- **TO DO**: Set down the full listing exactly, character for character.
Start of MATERIAL FOR THIS TASK
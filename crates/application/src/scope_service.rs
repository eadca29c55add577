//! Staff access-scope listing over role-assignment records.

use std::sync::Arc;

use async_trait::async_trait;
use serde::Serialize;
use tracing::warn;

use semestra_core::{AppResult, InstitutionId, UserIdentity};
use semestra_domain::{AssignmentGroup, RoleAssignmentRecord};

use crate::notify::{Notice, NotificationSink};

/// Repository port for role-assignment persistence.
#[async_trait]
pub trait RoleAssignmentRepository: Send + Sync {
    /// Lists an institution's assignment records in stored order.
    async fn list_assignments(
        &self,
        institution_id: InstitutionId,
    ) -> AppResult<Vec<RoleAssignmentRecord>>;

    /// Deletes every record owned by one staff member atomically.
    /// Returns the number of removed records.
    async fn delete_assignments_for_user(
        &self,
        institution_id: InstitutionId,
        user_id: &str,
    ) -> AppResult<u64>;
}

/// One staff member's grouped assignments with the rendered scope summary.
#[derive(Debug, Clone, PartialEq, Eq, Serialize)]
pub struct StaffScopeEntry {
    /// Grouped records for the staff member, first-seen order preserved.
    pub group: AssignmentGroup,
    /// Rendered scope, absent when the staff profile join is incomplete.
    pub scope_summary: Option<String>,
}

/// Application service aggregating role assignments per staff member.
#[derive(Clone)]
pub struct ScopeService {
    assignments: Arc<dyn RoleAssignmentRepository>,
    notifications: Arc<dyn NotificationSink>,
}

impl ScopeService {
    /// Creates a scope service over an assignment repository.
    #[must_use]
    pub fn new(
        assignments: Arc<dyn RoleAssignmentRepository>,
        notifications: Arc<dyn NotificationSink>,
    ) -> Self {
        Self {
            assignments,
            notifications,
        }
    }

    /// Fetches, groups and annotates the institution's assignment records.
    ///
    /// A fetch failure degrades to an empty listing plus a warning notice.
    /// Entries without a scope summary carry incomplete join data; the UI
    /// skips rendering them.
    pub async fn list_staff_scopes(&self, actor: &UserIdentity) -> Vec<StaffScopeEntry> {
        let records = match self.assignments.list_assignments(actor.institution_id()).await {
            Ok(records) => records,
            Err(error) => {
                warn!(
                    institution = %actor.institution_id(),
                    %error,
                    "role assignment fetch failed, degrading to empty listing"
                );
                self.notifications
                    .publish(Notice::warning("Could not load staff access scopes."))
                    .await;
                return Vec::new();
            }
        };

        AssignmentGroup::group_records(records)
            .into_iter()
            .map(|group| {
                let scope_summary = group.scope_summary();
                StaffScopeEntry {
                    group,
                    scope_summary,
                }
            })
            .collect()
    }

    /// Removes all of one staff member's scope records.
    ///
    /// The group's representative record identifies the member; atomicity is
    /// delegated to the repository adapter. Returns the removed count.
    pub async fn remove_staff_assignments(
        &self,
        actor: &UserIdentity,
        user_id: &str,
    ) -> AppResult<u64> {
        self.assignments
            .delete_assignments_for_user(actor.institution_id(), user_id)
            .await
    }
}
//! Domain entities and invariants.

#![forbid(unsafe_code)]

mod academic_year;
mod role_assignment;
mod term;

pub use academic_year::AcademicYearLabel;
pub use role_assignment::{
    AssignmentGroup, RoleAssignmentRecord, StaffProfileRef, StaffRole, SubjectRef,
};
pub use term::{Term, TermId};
End of MATERIAL FOR THIS TASK
- **TASK SOLUTION**:
filename crates/application/src/scope_service.rs
repository eadca29c55add577
//! Staff access-scope listing over role-assignment records.

use std::sync::Arc;

use async_trait::async_trait;
use serde::Serialize;
use tracing::warn;

use semestra_core::{AppResult, InstitutionId, UserIdentity};
use semestra_domain::{AssignmentGroup, RoleAssignmentRecord};

use crate::notify::{Notice, NotificationSink};

/// Repository port for role-assignment persistence.
#[async_trait]
pub trait RoleAssignmentRepository: Send + Sync {
    /// Lists an institution's assignment records in stored order.
    async fn list_assignments(
        &self,
        institution_id: InstitutionId,
    ) -> AppResult<Vec<RoleAssignmentRecord>>;

    /// Deletes every record owned by one staff member atomically.
    /// Returns the number of removed records.
    async fn delete_assignments_for_user(
        &self,
        institution_id: InstitutionId,
        user_id: &str,
    ) -> AppResult<u64>;
}

/// One staff member's grouped assignments with the rendered scope summary.
#[derive(Debug, Clone, PartialEq, Eq, Serialize)]
pub struct StaffScopeEntry {
    /// Grouped records for the staff member, first-seen order preserved.
    pub group: AssignmentGroup,
    /// Rendered scope, absent when the staff profile join is incomplete.
    pub scope_summary: Option<String>,
}

/// Application service aggregating role assignments per staff member.
#[derive(Clone)]
pub struct ScopeService {
    assignments: Arc<dyn RoleAssignmentRepository>,
    notifications: Arc<dyn NotificationSink>,
}

impl ScopeService {
    /// Creates a scope service over an assignment repository.
    #[must_use]
    pub fn new(
        assignments: Arc<dyn RoleAssignmentRepository>,
        notifications: Arc<dyn NotificationSink>,
    ) -> Self {
        Self {
            assignments,
            notifications,
        }
    }

    /// Fetches, groups and annotates the institution's assignment records.
    ///
    /// A fetch failure degrades to an empty listing plus a warning notice.
    /// Entries without a scope summary carry incomplete join data; the UI
    /// skips rendering them.
    pub async fn list_staff_scopes(&self, actor: &UserIdentity) -> Vec<StaffScopeEntry> {
        let records = match self.assignments.list_assignments(actor.institution_id()).await {
            Ok(records) => records,
            Err(error) => {
                warn!(
                    institution = %actor.institution_id(),
                    %error,
                    "role assignment fetch failed, degrading to empty listing"
                );
                self.notifications
                    .publish(Notice::warning("Could not load staff access scopes."))
                    .await;
                return Vec::new();
            }
        };

        AssignmentGroup::group_records(records)
            .into_iter()
            .map(|group| {
                let scope_summary = group.scope_summary();
                StaffScopeEntry {
                    group,
                    scope_summary,
                }
            })
            .collect()
    }

    /// Removes all of one staff member's scope records.
    ///
    /// The group's representative record identifies the member; atomicity is
    /// delegated to the repository adapter. Returns the removed count.
    pub async fn remove_staff_assignments(
        &self,
        actor: &UserIdentity,
        user_id: &str,
    ) -> AppResult<u64> {
        self.assignments
            .delete_assignments_for_user(actor.institution_id(), user_id)
            .await
    }
}
//! Domain entities and invariants.

#![forbid(unsafe_code)]

mod academic_year;
mod role_assignment;
mod term;

pub use academic_year::AcademicYearLabel;
pub use role_assignment::{
    AssignmentGroup, RoleAssignmentRecord, StaffProfileRef, StaffRole, SubjectRef,
};
pub use term::{Term, TermId};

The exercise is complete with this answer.